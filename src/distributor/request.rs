use crate::error::Error;
use crate::model::Capabilities;

/// A non-empty ordered sequence of capability sets. Only the first is ever
/// served; the remaining alternatives are reported in the failure message
/// but not tried (see Design Notes — "Alternative capability sets unused").
#[derive(Debug, Clone)]
pub struct NewSessionRequest {
    capability_sets: Vec<Capabilities>,
}

impl NewSessionRequest {
    pub fn new(capability_sets: Vec<Capabilities>) -> Result<Self, Error> {
        if capability_sets.is_empty() {
            return Err(Error::SessionNotCreated { caps: vec![], reason: "empty capability payload".into() });
        }
        Ok(NewSessionRequest { capability_sets })
    }

    pub fn single(caps: Capabilities) -> Self {
        NewSessionRequest { capability_sets: vec![caps] }
    }

    pub fn primary(&self) -> &Capabilities {
        &self.capability_sets[0]
    }

    pub fn all(&self) -> &[Capabilities] {
        &self.capability_sets
    }
}
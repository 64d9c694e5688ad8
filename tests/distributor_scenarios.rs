use std::sync::Arc;

use grid_distributor::client::MockNodeClient;
use grid_distributor::model::{Availability, Capabilities, NodeId, NodeStatus, Stereotype};
use grid_distributor::{Distributor, DistributorConfig, Error, Event, EventBus, LocalEventBus, MemorySessionMap, NewSessionRequest};

const SECRET: &str = "test-secret";

fn node_status(node_id: NodeId, uri: &str, browser: &str, slots: u32) -> NodeStatus {
    NodeStatus {
        node_id,
        uri: uri.into(),
        stereotypes: vec![Stereotype::new(Capabilities::new().with("browserName", browser), slots)],
        active_sessions: 0,
        availability: Availability::Up,
        registration_secret: SECRET.into(),
    }
}

fn setup() -> (Arc<Distributor>, Arc<LocalEventBus>) {
    let bus = Arc::new(LocalEventBus::new());
    let session_map = Arc::new(MemorySessionMap::new(&*bus));
    let node_client = Arc::new(MockNodeClient::healthy());
    let distributor = Distributor::new(DistributorConfig::new(SECRET), bus.clone(), session_map, node_client);
    (distributor, bus)
}

#[tokio::test]
async fn single_node_happy_path() {
    let (distributor, _bus) = setup();
    distributor.add(node_status(NodeId::random(), "http://n1", "chrome", 2)).await.unwrap();

    let request = NewSessionRequest::single(Capabilities::new().with("browserName", "chrome"));
    let session = distributor.new_session(request).await.expect("session should be created");

    let statuses = distributor.status().await;
    assert_eq!(statuses.len(), 1);
    let (_, available) = &statuses[0].stereotypes[0];
    assert_eq!(*available, 1); // one slot reserved out of two

    assert_eq!(session.capabilities.browser_name(), Some("chrome"));
}

#[tokio::test]
async fn capacity_exhaustion_exactly_one_concurrent_request_succeeds() {
    let (distributor, _bus) = setup();
    distributor.add(node_status(NodeId::random(), "http://n1", "chrome", 1)).await.unwrap();

    let make_request = || NewSessionRequest::single(Capabilities::new().with("browserName", "chrome"));
    let (first, second) = tokio::join!(distributor.new_session(make_request()), distributor.new_session(make_request()));

    let successes = [&first, &second].into_iter().filter(|r| r.is_ok()).count();
    let failures = [&first, &second].into_iter().filter(|r| r.is_err()).count();
    assert_eq!(successes, 1);
    assert_eq!(failures, 1);
}

#[tokio::test]
async fn rarity_prefilter_reserves_scarce_nodes_for_matching_requests() {
    let (distributor, _bus) = setup();
    let edge_id = NodeId::random();
    distributor.add(node_status(edge_id, "http://edge", "edge", 1)).await.unwrap();
    for i in 0..3 {
        distributor.add(node_status(NodeId::random(), &format!("http://chrome-{i}"), "chrome", 1)).await.unwrap();
    }

    let chrome_request = NewSessionRequest::single(Capabilities::new().with("browserName", "chrome"));
    let chrome_session = distributor.new_session(chrome_request).await.expect("chrome session should be created");
    assert_ne!(chrome_session.uri, "http://edge");

    let edge_request = NewSessionRequest::single(Capabilities::new().with("browserName", "edge"));
    let edge_session = distributor.new_session(edge_request).await.expect("edge session should be created");
    assert_eq!(edge_session.uri, "http://edge");
}

#[tokio::test]
async fn restart_with_same_uri_replaces_node_and_fires_events() {
    let (distributor, bus) = setup();
    let mut events = bus.subscribe();

    let old_id = NodeId::random();
    distributor.add(node_status(old_id, "http://n1", "chrome", 1)).await.unwrap();
    let _ = events.recv().await; // NodeAdded(old_id)

    let new_id = NodeId::random();
    bus.publish(Event::NodeStatus(node_status(new_id, "http://n1", "chrome", 1)));

    let mut saw_removed = false;
    let mut saw_added = false;
    for _ in 0..6 {
        match tokio::time::timeout(std::time::Duration::from_millis(200), events.recv()).await {
            Ok(Ok(Event::NodeRemoved(id))) if id == old_id => saw_removed = true,
            Ok(Ok(Event::NodeAdded(id))) if id == new_id => saw_added = true,
            Ok(Ok(_)) => {}
            other => panic!("event stream ended early: {other:?}"),
        }
        if saw_removed && saw_added {
            break;
        }
    }
    assert!(saw_removed, "expected NodeRemoved(old_id)");
    assert!(saw_added, "expected NodeAdded(new_id)");

    let statuses = distributor.status().await;
    assert_eq!(statuses.len(), 1);
    assert_eq!(statuses[0].id, new_id);
}

#[tokio::test]
async fn bad_secret_is_rejected_not_registered() {
    let (distributor, bus) = setup();
    let mut events = bus.subscribe();

    let mut bad = node_status(NodeId::random(), "http://n1", "chrome", 1);
    bad.registration_secret = "wrong".into();
    bus.publish(Event::NodeStatus(bad));

    let rejected = loop {
        match tokio::time::timeout(std::time::Duration::from_millis(200), events.recv()).await {
            Ok(Ok(Event::NodeRejected(uri))) => break uri,
            Ok(Ok(_)) => continue,
            other => panic!("expected NodeRejected, got {other:?}"),
        }
    };
    assert_eq!(rejected, "http://n1");
    assert!(distributor.status().await.is_empty());
}

#[tokio::test]
async fn drain_complete_removes_node_and_subsequent_session_fails() {
    let (distributor, bus) = setup();
    let node_id = NodeId::random();
    distributor.add(node_status(node_id, "http://n1", "chrome", 1)).await.unwrap();

    bus.publish(Event::NodeDrainComplete(node_id));
    tokio::time::sleep(std::time::Duration::from_millis(50)).await;

    assert!(distributor.status().await.is_empty());

    let request = NewSessionRequest::single(Capabilities::new().with("browserName", "chrome"));
    let result = distributor.new_session(request).await;
    assert!(matches!(result, Err(Error::SessionNotCreated { .. })));
}

#[tokio::test]
async fn new_session_on_empty_directory_fails() {
    let (distributor, _bus) = setup();
    let request = NewSessionRequest::single(Capabilities::new().with("browserName", "chrome"));
    let result = distributor.new_session(request).await;
    assert!(matches!(result, Err(Error::SessionNotCreated { .. })));
}

#[tokio::test]
async fn node_side_creation_failure_releases_the_reserved_slot() {
    let bus = Arc::new(LocalEventBus::new());
    let session_map = Arc::new(MemorySessionMap::new(&*bus));
    let node_client = Arc::new(MockNodeClient::failing_creation());
    let distributor = Distributor::new(DistributorConfig::new(SECRET), bus, session_map, node_client);
    distributor.add(node_status(NodeId::random(), "http://n1", "chrome", 1)).await.unwrap();

    let request = NewSessionRequest::single(Capabilities::new().with("browserName", "chrome"));
    let result = distributor.new_session(request).await;
    assert!(matches!(result, Err(Error::SessionNotCreated { .. })));

    // the failed reservation must have released its slot, not leaked it
    let statuses = distributor.status().await;
    let (_, available) = &statuses[0].stereotypes[0];
    assert_eq!(*available, 1);
}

_What you should do_.
Find and copy each line above holding "break".

_Solution to the problem_.
            break;
            Ok(Ok(Event::NodeRejected(uri))) => break uri,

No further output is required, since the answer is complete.